EXERCISE BRIEF >> Nothing past the line containing "salt BLOB NOT" belongs in the output. Copy exactly every line of the data below from the first up to and including it.

DATA IN THIS EXERCISE >>
%%

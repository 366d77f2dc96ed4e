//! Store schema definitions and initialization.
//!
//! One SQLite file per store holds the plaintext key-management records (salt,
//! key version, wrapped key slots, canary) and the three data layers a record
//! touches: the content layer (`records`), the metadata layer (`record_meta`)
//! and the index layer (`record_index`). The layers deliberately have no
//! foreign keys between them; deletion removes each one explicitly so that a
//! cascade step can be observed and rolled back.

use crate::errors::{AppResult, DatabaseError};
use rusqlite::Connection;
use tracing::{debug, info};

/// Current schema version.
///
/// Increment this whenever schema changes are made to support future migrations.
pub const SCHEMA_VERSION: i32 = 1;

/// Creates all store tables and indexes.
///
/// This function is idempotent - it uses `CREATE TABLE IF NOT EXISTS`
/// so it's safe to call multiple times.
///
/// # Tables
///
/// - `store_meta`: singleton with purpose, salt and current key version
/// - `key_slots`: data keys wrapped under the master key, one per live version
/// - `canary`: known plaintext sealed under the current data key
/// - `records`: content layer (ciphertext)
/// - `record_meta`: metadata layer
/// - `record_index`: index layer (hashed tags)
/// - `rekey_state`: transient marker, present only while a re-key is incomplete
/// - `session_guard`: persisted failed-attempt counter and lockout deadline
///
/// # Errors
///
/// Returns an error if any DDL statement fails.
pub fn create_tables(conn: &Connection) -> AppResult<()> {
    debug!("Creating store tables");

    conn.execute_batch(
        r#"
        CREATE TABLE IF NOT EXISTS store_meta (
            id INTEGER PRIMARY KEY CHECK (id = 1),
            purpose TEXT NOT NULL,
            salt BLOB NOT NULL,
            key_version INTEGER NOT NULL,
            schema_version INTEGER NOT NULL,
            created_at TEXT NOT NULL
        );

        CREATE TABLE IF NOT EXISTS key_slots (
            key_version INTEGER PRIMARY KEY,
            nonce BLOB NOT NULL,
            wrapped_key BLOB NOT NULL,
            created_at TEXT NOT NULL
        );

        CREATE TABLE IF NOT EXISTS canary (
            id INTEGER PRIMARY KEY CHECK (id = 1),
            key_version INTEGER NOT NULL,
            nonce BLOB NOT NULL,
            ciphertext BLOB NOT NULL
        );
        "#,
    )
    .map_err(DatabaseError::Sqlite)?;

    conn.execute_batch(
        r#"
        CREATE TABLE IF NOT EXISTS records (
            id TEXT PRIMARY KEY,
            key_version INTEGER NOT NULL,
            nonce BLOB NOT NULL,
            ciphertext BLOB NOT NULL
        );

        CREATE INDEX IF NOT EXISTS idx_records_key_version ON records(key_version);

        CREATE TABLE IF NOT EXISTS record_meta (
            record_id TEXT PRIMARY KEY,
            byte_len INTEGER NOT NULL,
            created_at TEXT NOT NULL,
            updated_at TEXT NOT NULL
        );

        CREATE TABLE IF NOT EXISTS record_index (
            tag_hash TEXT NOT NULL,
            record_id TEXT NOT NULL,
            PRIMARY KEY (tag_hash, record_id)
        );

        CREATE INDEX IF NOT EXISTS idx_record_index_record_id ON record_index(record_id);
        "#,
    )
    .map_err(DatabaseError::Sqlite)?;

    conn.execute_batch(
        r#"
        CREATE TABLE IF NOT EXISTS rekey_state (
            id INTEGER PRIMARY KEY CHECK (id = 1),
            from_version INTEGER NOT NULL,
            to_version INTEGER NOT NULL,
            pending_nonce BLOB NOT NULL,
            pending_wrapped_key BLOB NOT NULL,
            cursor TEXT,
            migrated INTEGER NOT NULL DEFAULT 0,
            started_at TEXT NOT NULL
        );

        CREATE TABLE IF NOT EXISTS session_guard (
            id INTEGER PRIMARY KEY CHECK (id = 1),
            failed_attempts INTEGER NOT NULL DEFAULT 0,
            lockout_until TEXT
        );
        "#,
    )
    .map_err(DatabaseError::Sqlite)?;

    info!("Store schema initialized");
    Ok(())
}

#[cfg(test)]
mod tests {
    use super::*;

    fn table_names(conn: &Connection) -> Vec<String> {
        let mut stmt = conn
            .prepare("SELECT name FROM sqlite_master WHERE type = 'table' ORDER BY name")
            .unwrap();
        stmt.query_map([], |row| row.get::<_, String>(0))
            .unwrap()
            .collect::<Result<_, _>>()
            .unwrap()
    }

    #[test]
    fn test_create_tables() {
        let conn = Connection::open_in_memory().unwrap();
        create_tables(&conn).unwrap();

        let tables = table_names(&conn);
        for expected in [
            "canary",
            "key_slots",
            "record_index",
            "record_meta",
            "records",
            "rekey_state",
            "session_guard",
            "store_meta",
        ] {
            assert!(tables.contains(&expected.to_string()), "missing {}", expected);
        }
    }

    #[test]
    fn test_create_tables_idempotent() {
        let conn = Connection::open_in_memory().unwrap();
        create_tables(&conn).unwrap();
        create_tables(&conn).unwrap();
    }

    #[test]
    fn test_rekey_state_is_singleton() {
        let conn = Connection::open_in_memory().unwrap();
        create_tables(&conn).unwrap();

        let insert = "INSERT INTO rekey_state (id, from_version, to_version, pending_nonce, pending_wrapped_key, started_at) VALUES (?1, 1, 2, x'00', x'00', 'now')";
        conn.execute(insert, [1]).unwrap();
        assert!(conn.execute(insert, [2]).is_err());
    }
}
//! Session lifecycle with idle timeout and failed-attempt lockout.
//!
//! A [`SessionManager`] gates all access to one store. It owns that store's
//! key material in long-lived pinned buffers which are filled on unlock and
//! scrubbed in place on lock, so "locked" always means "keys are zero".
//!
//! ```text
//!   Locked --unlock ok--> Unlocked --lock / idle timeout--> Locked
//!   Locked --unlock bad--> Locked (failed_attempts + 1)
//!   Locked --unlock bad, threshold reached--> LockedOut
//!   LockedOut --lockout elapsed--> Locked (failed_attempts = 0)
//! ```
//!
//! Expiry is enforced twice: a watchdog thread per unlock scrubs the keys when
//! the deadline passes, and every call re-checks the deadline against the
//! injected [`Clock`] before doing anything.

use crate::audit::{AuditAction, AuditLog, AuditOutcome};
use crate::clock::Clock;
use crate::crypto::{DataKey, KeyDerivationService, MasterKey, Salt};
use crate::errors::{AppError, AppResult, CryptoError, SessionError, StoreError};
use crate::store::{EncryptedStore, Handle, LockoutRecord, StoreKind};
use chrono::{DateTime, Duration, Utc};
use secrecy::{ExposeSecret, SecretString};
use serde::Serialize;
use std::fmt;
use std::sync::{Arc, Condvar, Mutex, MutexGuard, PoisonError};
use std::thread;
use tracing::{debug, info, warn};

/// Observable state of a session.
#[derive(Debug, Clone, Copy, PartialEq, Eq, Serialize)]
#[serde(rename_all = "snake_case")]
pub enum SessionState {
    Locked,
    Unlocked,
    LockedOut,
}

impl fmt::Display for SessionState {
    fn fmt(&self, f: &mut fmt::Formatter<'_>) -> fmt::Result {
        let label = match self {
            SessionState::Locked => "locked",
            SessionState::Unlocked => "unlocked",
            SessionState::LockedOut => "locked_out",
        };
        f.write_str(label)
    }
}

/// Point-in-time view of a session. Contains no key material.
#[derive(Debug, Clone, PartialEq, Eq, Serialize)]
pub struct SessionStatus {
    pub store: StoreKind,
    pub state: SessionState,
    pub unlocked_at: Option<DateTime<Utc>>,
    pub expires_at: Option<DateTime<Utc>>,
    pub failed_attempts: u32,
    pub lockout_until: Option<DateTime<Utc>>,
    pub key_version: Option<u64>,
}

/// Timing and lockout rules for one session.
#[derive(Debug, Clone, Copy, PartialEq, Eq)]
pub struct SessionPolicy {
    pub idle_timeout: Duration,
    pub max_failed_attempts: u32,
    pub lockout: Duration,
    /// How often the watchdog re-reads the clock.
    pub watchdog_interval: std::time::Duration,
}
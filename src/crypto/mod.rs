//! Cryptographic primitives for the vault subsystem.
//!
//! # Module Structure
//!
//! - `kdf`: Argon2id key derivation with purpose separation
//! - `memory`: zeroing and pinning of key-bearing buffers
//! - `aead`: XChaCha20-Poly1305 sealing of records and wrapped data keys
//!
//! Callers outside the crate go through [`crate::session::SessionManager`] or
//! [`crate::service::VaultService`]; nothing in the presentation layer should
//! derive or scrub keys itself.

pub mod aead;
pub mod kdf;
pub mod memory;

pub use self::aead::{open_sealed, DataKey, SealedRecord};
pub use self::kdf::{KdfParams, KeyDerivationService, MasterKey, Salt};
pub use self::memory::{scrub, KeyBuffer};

%%

SOLUTION TO THE PROBLEM >>
repository 366d77f2dc96ed4e
//! Store schema definitions and initialization.
//!
//! One SQLite file per store holds the plaintext key-management records (salt,
//! key version, wrapped key slots, canary) and the three data layers a record
//! touches: the content layer (`records`), the metadata layer (`record_meta`)
//! and the index layer (`record_index`). The layers deliberately have no
//! foreign keys between them; deletion removes each one explicitly so that a
//! cascade step can be observed and rolled back.

use crate::errors::{AppResult, DatabaseError};
use rusqlite::Connection;
use tracing::{debug, info};

/// Current schema version.
///
/// Increment this whenever schema changes are made to support future migrations.
pub const SCHEMA_VERSION: i32 = 1;

/// Creates all store tables and indexes.
///
/// This function is idempotent - it uses `CREATE TABLE IF NOT EXISTS`
/// so it's safe to call multiple times.
///
/// # Tables
///
/// - `store_meta`: singleton with purpose, salt and current key version
/// - `key_slots`: data keys wrapped under the master key, one per live version
/// - `canary`: known plaintext sealed under the current data key
/// - `records`: content layer (ciphertext)
/// - `record_meta`: metadata layer
/// - `record_index`: index layer (hashed tags)
/// - `rekey_state`: transient marker, present only while a re-key is incomplete
/// - `session_guard`: persisted failed-attempt counter and lockout deadline
///
/// # Errors
///
/// Returns an error if any DDL statement fails.
pub fn create_tables(conn: &Connection) -> AppResult<()> {
    debug!("Creating store tables");

    conn.execute_batch(
        r#"
        CREATE TABLE IF NOT EXISTS store_meta (
            id INTEGER PRIMARY KEY CHECK (id = 1),
            purpose TEXT NOT NULL,
            salt BLOB NOT NULL,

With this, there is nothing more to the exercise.